Exercise directions
Tally the lines below that include "short" and give only the total.

========================================================================

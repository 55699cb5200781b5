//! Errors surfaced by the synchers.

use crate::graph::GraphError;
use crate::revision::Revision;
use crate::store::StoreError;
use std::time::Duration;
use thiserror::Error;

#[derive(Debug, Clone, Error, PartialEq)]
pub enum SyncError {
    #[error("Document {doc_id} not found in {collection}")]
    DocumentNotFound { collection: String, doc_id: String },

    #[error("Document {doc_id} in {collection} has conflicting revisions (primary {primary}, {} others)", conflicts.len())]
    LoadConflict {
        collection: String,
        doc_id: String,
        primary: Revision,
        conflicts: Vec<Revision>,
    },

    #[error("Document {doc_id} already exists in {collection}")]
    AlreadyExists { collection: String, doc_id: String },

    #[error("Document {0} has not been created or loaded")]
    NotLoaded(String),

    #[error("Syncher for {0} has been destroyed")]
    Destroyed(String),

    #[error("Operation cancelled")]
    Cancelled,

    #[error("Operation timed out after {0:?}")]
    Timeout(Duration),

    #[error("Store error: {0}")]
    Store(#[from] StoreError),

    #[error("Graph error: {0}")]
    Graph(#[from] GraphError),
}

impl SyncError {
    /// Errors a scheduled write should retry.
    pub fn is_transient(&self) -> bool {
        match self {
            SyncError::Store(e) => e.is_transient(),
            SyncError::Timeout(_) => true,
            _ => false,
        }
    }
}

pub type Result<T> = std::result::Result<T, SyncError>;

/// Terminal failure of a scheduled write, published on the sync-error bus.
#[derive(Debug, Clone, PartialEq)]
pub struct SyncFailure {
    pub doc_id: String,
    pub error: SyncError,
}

========================================================================

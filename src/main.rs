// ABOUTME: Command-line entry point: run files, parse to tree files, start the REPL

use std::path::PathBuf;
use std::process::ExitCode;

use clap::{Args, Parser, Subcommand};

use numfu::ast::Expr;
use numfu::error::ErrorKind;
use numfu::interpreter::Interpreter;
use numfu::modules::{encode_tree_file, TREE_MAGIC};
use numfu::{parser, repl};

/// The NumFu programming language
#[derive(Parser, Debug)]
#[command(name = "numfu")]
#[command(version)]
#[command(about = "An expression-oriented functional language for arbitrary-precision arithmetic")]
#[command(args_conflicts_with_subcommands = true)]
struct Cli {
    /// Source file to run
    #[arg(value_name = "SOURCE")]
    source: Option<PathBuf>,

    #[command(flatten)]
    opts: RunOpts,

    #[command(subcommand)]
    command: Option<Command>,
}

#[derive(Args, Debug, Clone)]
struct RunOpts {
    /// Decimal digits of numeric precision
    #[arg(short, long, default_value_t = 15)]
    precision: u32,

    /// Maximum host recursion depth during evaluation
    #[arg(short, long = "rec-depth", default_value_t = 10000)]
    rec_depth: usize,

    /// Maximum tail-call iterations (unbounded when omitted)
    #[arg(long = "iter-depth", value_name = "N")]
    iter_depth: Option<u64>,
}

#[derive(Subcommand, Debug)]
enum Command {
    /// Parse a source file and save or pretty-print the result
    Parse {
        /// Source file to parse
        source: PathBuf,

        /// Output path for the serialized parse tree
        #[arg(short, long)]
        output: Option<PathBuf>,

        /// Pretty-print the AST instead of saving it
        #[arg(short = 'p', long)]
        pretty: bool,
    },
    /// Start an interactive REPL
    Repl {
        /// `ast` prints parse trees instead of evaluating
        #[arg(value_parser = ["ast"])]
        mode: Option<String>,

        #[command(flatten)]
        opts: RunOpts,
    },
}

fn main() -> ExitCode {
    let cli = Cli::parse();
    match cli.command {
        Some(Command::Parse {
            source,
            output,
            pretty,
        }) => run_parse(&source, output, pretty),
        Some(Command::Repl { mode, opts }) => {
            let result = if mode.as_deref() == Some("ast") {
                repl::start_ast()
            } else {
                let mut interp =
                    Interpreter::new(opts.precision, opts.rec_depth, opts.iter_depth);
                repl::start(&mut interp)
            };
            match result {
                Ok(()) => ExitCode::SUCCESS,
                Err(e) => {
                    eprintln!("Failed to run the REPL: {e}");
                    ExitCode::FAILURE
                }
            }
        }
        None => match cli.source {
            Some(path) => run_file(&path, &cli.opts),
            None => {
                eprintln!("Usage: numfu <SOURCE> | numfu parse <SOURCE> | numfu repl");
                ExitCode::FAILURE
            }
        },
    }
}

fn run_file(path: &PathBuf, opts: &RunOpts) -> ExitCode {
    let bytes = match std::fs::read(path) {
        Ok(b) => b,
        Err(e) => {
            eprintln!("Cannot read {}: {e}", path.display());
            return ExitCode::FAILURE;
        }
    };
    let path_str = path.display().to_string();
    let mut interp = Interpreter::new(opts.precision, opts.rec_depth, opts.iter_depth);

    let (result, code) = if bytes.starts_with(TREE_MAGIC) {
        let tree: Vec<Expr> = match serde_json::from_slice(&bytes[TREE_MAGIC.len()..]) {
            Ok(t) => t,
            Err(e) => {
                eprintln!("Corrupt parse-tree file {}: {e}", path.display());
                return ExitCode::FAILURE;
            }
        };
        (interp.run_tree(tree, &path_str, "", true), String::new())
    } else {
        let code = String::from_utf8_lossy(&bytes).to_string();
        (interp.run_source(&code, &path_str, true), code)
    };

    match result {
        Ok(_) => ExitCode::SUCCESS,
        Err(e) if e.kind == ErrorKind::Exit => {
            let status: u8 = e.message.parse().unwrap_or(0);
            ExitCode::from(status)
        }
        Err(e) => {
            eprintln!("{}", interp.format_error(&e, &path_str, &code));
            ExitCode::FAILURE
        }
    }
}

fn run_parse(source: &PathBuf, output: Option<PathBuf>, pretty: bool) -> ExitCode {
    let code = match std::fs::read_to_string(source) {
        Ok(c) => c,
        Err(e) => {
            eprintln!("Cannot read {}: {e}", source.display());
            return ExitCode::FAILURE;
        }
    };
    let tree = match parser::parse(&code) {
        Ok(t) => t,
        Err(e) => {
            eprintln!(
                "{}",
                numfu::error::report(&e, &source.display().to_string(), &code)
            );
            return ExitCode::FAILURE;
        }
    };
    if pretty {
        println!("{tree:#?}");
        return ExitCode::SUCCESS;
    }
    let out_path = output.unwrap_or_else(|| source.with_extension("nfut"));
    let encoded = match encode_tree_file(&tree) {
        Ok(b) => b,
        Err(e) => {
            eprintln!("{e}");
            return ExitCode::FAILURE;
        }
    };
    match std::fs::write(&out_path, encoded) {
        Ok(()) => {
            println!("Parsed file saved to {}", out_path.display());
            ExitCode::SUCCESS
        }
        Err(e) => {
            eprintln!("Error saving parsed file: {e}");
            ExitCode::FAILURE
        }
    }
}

========================================================================

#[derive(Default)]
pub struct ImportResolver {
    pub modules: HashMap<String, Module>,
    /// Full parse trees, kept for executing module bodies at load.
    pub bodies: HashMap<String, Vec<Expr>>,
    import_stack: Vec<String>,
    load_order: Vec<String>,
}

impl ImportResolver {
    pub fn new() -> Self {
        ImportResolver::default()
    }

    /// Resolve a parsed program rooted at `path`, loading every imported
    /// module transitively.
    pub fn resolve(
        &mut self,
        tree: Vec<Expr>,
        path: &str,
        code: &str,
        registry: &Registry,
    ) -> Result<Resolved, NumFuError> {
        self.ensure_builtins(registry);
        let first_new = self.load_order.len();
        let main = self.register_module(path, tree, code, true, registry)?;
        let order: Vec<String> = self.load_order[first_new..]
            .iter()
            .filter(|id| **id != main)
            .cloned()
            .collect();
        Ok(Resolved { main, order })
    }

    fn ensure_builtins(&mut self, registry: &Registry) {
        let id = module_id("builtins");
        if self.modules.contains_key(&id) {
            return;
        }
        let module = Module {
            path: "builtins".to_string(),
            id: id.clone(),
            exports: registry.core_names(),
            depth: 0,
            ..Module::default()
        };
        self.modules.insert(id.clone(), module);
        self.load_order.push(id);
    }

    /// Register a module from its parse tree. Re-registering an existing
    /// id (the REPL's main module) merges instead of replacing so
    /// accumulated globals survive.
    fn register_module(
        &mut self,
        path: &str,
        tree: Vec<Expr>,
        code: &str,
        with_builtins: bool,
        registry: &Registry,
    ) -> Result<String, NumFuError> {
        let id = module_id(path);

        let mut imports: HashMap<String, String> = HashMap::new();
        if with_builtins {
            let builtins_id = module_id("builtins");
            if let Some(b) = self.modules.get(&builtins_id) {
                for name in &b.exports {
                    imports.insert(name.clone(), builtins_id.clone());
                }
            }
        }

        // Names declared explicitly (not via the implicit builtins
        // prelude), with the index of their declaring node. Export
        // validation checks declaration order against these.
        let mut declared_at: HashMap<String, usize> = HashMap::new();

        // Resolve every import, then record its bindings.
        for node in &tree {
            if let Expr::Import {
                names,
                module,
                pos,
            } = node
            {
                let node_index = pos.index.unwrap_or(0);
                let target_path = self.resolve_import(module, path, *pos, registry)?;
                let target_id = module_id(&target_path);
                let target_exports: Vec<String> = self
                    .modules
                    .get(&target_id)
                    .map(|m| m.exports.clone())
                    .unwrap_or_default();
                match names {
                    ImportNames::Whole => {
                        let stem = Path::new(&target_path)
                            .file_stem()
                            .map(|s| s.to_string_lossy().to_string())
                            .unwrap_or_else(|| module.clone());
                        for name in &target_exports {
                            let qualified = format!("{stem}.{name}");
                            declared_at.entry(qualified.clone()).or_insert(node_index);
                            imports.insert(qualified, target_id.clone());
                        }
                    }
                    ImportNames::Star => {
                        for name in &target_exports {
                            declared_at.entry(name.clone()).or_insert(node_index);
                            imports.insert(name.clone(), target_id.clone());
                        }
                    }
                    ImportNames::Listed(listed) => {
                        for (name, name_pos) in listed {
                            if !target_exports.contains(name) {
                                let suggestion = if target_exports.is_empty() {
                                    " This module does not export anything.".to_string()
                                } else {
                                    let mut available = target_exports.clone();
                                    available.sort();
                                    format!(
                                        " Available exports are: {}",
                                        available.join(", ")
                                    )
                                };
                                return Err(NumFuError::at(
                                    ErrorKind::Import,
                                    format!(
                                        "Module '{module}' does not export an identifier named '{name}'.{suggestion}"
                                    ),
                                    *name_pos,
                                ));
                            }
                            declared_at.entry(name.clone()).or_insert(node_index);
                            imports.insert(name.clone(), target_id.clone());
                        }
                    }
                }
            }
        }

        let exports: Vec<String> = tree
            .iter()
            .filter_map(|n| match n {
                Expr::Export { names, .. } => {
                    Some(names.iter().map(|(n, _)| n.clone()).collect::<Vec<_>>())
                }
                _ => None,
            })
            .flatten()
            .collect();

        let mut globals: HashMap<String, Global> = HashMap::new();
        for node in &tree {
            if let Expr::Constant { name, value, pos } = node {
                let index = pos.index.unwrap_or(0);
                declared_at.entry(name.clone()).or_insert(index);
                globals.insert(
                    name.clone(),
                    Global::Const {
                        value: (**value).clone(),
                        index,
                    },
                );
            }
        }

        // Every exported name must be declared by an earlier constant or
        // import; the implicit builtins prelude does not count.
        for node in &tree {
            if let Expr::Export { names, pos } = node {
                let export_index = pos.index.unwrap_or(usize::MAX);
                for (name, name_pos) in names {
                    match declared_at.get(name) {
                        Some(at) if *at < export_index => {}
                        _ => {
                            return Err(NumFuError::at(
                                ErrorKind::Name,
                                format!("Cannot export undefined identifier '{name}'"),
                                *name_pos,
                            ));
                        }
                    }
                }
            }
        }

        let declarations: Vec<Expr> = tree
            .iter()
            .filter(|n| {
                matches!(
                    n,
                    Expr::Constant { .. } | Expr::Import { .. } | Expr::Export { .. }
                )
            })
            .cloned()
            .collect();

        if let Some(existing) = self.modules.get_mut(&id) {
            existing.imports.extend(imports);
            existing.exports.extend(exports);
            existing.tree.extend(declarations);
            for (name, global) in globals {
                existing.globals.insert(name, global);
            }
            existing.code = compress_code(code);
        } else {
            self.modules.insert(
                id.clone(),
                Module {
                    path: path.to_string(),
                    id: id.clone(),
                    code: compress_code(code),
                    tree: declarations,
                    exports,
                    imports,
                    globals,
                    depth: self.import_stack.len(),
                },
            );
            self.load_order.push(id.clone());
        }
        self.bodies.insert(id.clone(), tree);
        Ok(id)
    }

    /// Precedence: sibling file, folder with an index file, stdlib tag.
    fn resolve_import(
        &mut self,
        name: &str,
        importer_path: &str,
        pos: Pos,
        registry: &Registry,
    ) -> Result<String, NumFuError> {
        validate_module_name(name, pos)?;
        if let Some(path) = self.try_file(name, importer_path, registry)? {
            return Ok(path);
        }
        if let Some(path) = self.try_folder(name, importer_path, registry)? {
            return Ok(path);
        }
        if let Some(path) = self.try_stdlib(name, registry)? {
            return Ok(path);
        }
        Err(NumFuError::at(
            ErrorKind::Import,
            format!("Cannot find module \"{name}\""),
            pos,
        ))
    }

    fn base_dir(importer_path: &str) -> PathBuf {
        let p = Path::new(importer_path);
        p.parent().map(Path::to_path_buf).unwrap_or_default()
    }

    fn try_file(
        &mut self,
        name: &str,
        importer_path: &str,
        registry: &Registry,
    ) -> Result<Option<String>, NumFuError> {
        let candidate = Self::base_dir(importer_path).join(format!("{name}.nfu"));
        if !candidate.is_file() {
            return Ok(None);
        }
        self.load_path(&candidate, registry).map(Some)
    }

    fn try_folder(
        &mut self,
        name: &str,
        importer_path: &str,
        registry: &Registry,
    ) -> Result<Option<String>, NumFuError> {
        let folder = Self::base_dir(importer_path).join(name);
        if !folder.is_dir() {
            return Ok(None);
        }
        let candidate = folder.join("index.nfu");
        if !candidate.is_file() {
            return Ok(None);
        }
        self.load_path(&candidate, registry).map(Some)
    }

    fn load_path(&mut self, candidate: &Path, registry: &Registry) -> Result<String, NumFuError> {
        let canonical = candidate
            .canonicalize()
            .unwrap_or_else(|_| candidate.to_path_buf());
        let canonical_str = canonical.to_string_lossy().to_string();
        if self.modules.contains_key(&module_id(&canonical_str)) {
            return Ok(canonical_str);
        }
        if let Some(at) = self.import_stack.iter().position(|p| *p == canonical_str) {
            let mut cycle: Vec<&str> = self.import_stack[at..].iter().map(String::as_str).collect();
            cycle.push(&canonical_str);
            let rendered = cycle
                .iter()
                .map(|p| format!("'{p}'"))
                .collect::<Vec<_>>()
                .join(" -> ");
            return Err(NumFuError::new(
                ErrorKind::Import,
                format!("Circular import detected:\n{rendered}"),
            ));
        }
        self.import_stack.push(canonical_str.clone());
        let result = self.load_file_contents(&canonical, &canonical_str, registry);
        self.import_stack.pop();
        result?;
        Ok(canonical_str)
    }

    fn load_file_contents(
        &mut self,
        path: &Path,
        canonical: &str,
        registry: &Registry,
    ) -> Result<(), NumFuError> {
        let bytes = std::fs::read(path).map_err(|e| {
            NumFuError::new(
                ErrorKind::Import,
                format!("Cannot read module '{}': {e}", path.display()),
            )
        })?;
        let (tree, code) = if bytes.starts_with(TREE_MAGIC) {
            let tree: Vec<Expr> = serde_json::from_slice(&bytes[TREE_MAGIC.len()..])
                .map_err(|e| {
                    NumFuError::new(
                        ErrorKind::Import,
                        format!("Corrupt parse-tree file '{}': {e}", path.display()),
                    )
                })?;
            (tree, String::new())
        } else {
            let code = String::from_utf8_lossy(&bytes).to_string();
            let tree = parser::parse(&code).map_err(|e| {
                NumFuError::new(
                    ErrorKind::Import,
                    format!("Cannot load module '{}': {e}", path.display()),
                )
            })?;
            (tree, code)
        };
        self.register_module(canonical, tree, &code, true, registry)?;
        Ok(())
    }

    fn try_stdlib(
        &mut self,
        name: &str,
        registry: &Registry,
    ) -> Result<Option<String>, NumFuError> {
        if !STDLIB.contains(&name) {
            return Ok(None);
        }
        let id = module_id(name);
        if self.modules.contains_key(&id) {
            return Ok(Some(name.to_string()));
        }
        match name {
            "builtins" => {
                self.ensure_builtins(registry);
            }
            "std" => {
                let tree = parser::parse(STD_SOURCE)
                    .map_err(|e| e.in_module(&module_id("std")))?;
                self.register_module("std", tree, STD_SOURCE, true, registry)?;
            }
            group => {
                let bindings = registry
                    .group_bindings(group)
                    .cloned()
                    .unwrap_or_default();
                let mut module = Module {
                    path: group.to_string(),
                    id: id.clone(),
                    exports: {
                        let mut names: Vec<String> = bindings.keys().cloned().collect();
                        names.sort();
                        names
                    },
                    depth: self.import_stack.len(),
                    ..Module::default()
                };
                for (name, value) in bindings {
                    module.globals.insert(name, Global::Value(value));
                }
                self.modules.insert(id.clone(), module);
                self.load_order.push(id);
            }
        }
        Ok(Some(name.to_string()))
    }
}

========================================================================

Problem solution
4